[Stored data entries]
____

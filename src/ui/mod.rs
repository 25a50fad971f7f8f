mod components;

use ratatui::{
    layout::{Alignment, Constraint, Direction, Layout, Rect},
    style::{Modifier, Style},
    text::{Line, Span},
    widgets::{Block, Borders, Clear, Paragraph, Wrap},
    Frame,
};

use crate::app::{App, Popup};
use crate::storage::KeyValueStore;
use components::ElementPainter;

pub fn draw<S: KeyValueStore>(f: &mut Frame, app: &App<S>) {
    let area = f.area();

    let chunks = Layout::default()
        .direction(Direction::Vertical)
        .margin(0)
        .constraints([
            Constraint::Length(1), // Info line
            Constraint::Min(6),    // Tracker box
            Constraint::Length(1), // Footer
        ])
        .split(area);

    draw_info_line(f, app, chunks[0]);
    draw_tracker_box(f, app, chunks[1]);
    draw_footer(f, app, chunks[2]);

    // Draw popups on top
    match app.popup {
        Popup::None => {}
        Popup::EditPrompt => draw_edit_prompt(f, app),
        Popup::Help => draw_help_popup(f, app),
    }
}

fn draw_info_line<S: KeyValueStore>(f: &mut Frame, app: &App<S>, area: Rect) {
    let theme = &app.theme;
    // Priority: status message > notice > totals
    let line = if let Some(ref status) = app.status_message {
        let color = if status.starts_with("Error") { theme.danger } else { theme.accent };
        Line::from(Span::styled(status.clone(), Style::default().fg(color)))
    } else if let Some(ref notice) = app.notice {
        Line::from(Span::styled(notice.clone(), Style::default().fg(theme.danger)))
    } else if app.renderer.tracker().is_empty() {
        Line::from(Span::styled("Ready", Style::default().fg(theme.text_dim)))
    } else {
        Line::from(Span::styled(app.renderer.summary(), Style::default().fg(theme.text_dim)))
    };

    let info = Paragraph::new(line).alignment(Alignment::Center);
    f.render_widget(info, area);
}

fn draw_tracker_box<S: KeyValueStore>(f: &mut Frame, app: &App<S>, area: Rect) {
    let theme = &app.theme;
    let active = app.popup == Popup::None;
    let border_color = if active { theme.accent } else { theme.inactive };

    let block = Block::default()
        .borders(Borders::ALL)
        .border_style(Style::default().fg(border_color));

    let painter = ElementPainter::new(app.renderer.document(), theme, app.focused_node());
    let lines = painter.lines(app.renderer.container());

    // Keep the focused row visible on short terminals
    let inner_height = area.height.saturating_sub(2) as usize;
    let focus_row = lines
        .iter()
        .position(|l| l.spans.iter().any(|s| s.style.bg == Some(theme.bg_selected) || s.content == "▸ "))
        .unwrap_or(0);
    let scroll = focus_row.saturating_sub(inner_height.saturating_sub(1));

    let content = Paragraph::new(lines)
        .block(block)
        .wrap(Wrap { trim: false })
        .scroll((scroll as u16, 0));

    f.render_widget(content, area);
}

fn draw_footer<S: KeyValueStore>(f: &mut Frame, app: &App<S>, area: Rect) {
    let theme = &app.theme;
    let hints: Vec<(&str, &str)> = match app.popup {
        Popup::EditPrompt => vec![("Enter", "Save"), ("Esc", "Cancel")],
        Popup::Help => vec![("Esc", "Close")],
        Popup::None => vec![
            ("Tab/↑↓", "Focus"),
            ("Enter", "Press"),
            ("0-9", "Amount"),
            ("?", "Help"),
            ("q", "Quit"),
        ],
    };

    // Responsive: show fewer hints on narrow terminals
    let max_hints = if area.width < 50 { 3 } else { hints.len() };

    let hint_spans: Vec<Span> = hints
        .iter()
        .take(max_hints)
        .flat_map(|(key, action)| {
            vec![
                Span::styled(*key, Style::default().fg(theme.accent)),
                Span::styled(format!(" {} │ ", action), Style::default().fg(theme.text_dim)),
            ]
        })
        .collect();

    let footer = Paragraph::new(Line::from(hint_spans)).alignment(Alignment::Center);

    f.render_widget(footer, area);
}

fn draw_edit_prompt<S: KeyValueStore>(f: &mut Frame, app: &App<S>) {
    let theme = &app.theme;
    let area = f.area();
    let popup_area = centered_rect(if area.width < 80 { 80 } else { 50 }, 20, area);
    let popup_area = Rect {
        height: popup_area.height.max(5),
        ..popup_area
    }
    .intersection(area);

    f.render_widget(Clear, popup_area);

    let label = app
        .pending_edit
        .as_ref()
        .map(|p| p.label)
        .unwrap_or_default();

    let input = Paragraph::new(vec![
        Line::from(""),
        Line::from(vec![
            Span::styled(format!("{}_", app.prompt_buffer), Style::default().fg(theme.text)),
        ]),
    ])
    .block(
        Block::default()
            .title(Span::styled(format!(" {} ", label), Style::default().fg(theme.accent)))
            .borders(Borders::ALL)
            .border_style(Style::default().fg(theme.accent)),
    )
    .alignment(Alignment::Center);

    f.render_widget(input, popup_area);
}

fn draw_help_popup<S: KeyValueStore>(f: &mut Frame, app: &App<S>) {
    let theme = &app.theme;
    let area = f.area();
    let popup_area = centered_rect(
        if area.width < 80 { 90 } else { 60 },
        if area.height < 30 { 80 } else { 60 },
        area,
    );

    f.render_widget(Clear, popup_area);

    let key = |k: &'static str| Span::styled(format!("  {:<12}", k), Style::default().fg(theme.accent).add_modifier(Modifier::BOLD));
    let desc = |d: &'static str| Span::styled(d, Style::default().fg(theme.text));

    let help = Paragraph::new(vec![
        Line::from(""),
        Line::from(vec![key("Tab / ↓"), desc("Next field or button")]),
        Line::from(vec![key("S-Tab / ↑"), desc("Previous field or button")]),
        Line::from(vec![key("0-9 . - e"), desc("Type an amount in the input")]),
        Line::from(vec![key("Backspace"), desc("Delete last character")]),
        Line::from(vec![key("Enter/Space"), desc("Press the focused button")]),
        Line::from(vec![key("?"), desc("Toggle this help")]),
        Line::from(vec![key("q / Ctrl-C"), desc("Quit")]),
        Line::from(""),
        Line::from(Span::styled(
            "  Records are saved after every change.",
            Style::default().fg(theme.text_dim),
        )),
    ])
    .block(
        Block::default()
            .title(Span::styled(" Help ", Style::default().fg(theme.accent)))
            .borders(Borders::ALL)
            .border_style(Style::default().fg(theme.accent)),
    );

    f.render_widget(help, popup_area);
}

fn centered_rect(percent_x: u16, percent_y: u16, r: Rect) -> Rect {
    let popup_layout = Layout::default()
        .direction(Direction::Vertical)
        .constraints([
            Constraint::Percentage((100 - percent_y) / 2),
            Constraint::Percentage(percent_y),
            Constraint::Percentage((100 - percent_y) / 2),
        ])
        .split(r);

    Layout::default()
        .direction(Direction::Horizontal)
        .constraints([
            Constraint::Percentage((100 - percent_x) / 2),
            Constraint::Percentage(percent_x),
            Constraint::Percentage((100 - percent_x) / 2),
        ])
        .split(popup_layout[1])[1]
}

____

Each of the records should be retyped exactly.

filename src/ui/mod.rs
repository 25a50fad971f7f8f
mod components;

use ratatui::{
    layout::{Alignment, Constraint, Direction, Layout, Rect},
    style::{Modifier, Style},
    text::{Line, Span},
    widgets::{Block, Borders, Clear, Paragraph, Wrap},
    Frame,
};

use crate::app::{App, Popup};
use crate::storage::KeyValueStore;
use components::ElementPainter;

pub fn draw<S: KeyValueStore>(f: &mut Frame, app: &App<S>) {
    let area = f.area();

    let chunks = Layout::default()
        .direction(Direction::Vertical)
        .margin(0)
        .constraints([
            Constraint::Length(1), // Info line
            Constraint::Min(6),    // Tracker box
            Constraint::Length(1), // Footer
        ])
        .split(area);

    draw_info_line(f, app, chunks[0]);
    draw_tracker_box(f, app, chunks[1]);
    draw_footer(f, app, chunks[2]);

    // Draw popups on top
    match app.popup {
        Popup::None => {}
        Popup::EditPrompt => draw_edit_prompt(f, app),
        Popup::Help => draw_help_popup(f, app),
    }
}

fn draw_info_line<S: KeyValueStore>(f: &mut Frame, app: &App<S>, area: Rect) {
    let theme = &app.theme;
    // Priority: status message > notice > totals
    let line = if let Some(ref status) = app.status_message {
        let color = if status.starts_with("Error") { theme.danger } else { theme.accent };
        Line::from(Span::styled(status.clone(), Style::default().fg(color)))
    } else if let Some(ref notice) = app.notice {
        Line::from(Span::styled(notice.clone(), Style::default().fg(theme.danger)))
    } else if app.renderer.tracker().is_empty() {
        Line::from(Span::styled("Ready", Style::default().fg(theme.text_dim)))
    } else {
        Line::from(Span::styled(app.renderer.summary(), Style::default().fg(theme.text_dim)))
    };

    let info = Paragraph::new(line).alignment(Alignment::Center);
    f.render_widget(info, area);
}

fn draw_tracker_box<S: KeyValueStore>(f: &mut Frame, app: &App<S>, area: Rect) {
    let theme = &app.theme;
    let active = app.popup == Popup::None;
    let border_color = if active { theme.accent } else { theme.inactive };

    let block = Block::default()
        .borders(Borders::ALL)
        .border_style(Style::default().fg(border_color));

    let painter = ElementPainter::new(app.renderer.document(), theme, app.focused_node());
    let lines = painter.lines(app.renderer.container());

    // Keep the focused row visible on short terminals
    let inner_height = area.height.saturating_sub(2) as usize;
    let focus_row = lines
        .iter()
        .position(|l| l.spans.iter().any(|s| s.style.bg == Some(theme.bg_selected) || s.content == "▸ "))
        .unwrap_or(0);
    let scroll = focus_row.saturating_sub(inner_height.saturating_sub(1));

    let content = Paragraph::new(lines)
        .block(block)
        .wrap(Wrap { trim: false })
        .scroll((scroll as u16, 0));

    f.render_widget(content, area);
}

fn draw_footer<S: KeyValueStore>(f: &mut Frame, app: &App<S>, area: Rect) {
    let theme = &app.theme;
    let hints: Vec<(&str, &str)> = match app.popup {
        Popup::EditPrompt => vec![("Enter", "Save"), ("Esc", "Cancel")],
        Popup::Help => vec![("Esc", "Close")],
        Popup::None => vec![
            ("Tab/↑↓", "Focus"),
            ("Enter", "Press"),
            ("0-9", "Amount"),
            ("?", "Help"),
            ("q", "Quit"),
        ],
    };

    // Responsive: show fewer hints on narrow terminals
    let max_hints = if area.width < 50 { 3 } else { hints.len() };

    let hint_spans: Vec<Span> = hints
        .iter()
        .take(max_hints)
        .flat_map(|(key, action)| {
            vec![
                Span::styled(*key, Style::default().fg(theme.accent)),
                Span::styled(format!(" {} │ ", action), Style::default().fg(theme.text_dim)),
            ]
        })
        .collect();

    let footer = Paragraph::new(Line::from(hint_spans)).alignment(Alignment::Center);

    f.render_widget(footer, area);
}

fn draw_edit_prompt<S: KeyValueStore>(f: &mut Frame, app: &App<S>) {
    let theme = &app.theme;
    let area = f.area();
    let popup_area = centered_rect(if area.width < 80 { 80 } else { 50 }, 20, area);
    let popup_area = Rect {
        height: popup_area.height.max(5),
        ..popup_area
    }
    .intersection(area);

    f.render_widget(Clear, popup_area);

    let label = app
        .pending_edit
        .as_ref()
        .map(|p| p.label)
        .unwrap_or_default();

    let input = Paragraph::new(vec![
        Line::from(""),
        Line::from(vec![
            Span::styled(format!("{}_", app.prompt_buffer), Style::default().fg(theme.text)),
        ]),
    ])
    .block(
        Block::default()
            .title(Span::styled(format!(" {} ", label), Style::default().fg(theme.accent)))
            .borders(Borders::ALL)
            .border_style(Style::default().fg(theme.accent)),
    )
    .alignment(Alignment::Center);

    f.render_widget(input, popup_area);
}

fn draw_help_popup<S: KeyValueStore>(f: &mut Frame, app: &App<S>) {
    let theme = &app.theme;
    let area = f.area();
    let popup_area = centered_rect(
        if area.width < 80 { 90 } else { 60 },
        if area.height < 30 { 80 } else { 60 },
        area,
    );

    f.render_widget(Clear, popup_area);

    let key = |k: &'static str| Span::styled(format!("  {:<12}", k), Style::default().fg(theme.accent).add_modifier(Modifier::BOLD));
    let desc = |d: &'static str| Span::styled(d, Style::default().fg(theme.text));

    let help = Paragraph::new(vec![
        Line::from(""),
        Line::from(vec![key("Tab / ↓"), desc("Next field or button")]),
        Line::from(vec![key("S-Tab / ↑"), desc("Previous field or button")]),
        Line::from(vec![key("0-9 . - e"), desc("Type an amount in the input")]),
        Line::from(vec![key("Backspace"), desc("Delete last character")]),
        Line::from(vec![key("Enter/Space"), desc("Press the focused button")]),
        Line::from(vec![key("?"), desc("Toggle this help")]),
        Line::from(vec![key("q / Ctrl-C"), desc("Quit")]),
        Line::from(""),
        Line::from(Span::styled(
            "  Records are saved after every change.",
            Style::default().fg(theme.text_dim),
        )),
    ])
    .block(
        Block::default()
            .title(Span::styled(" Help ", Style::default().fg(theme.accent)))
            .borders(Borders::ALL)
            .border_style(Style::default().fg(theme.accent)),
    );

    f.render_widget(help, popup_area);
}

fn centered_rect(percent_x: u16, percent_y: u16, r: Rect) -> Rect {
    let popup_layout = Layout::default()
        .direction(Direction::Vertical)
        .constraints([
            Constraint::Percentage((100 - percent_y) / 2),
            Constraint::Percentage(percent_y),
            Constraint::Percentage((100 - percent_y) / 2),
        ])
        .split(r);

    Layout::default()
        .direction(Direction::Horizontal)
        .constraints([
            Constraint::Percentage((100 - percent_x) / 2),
            Constraint::Percentage(percent_x),
            Constraint::Percentage((100 - percent_x) / 2),
        ])
        .split(popup_layout[1])[1]
}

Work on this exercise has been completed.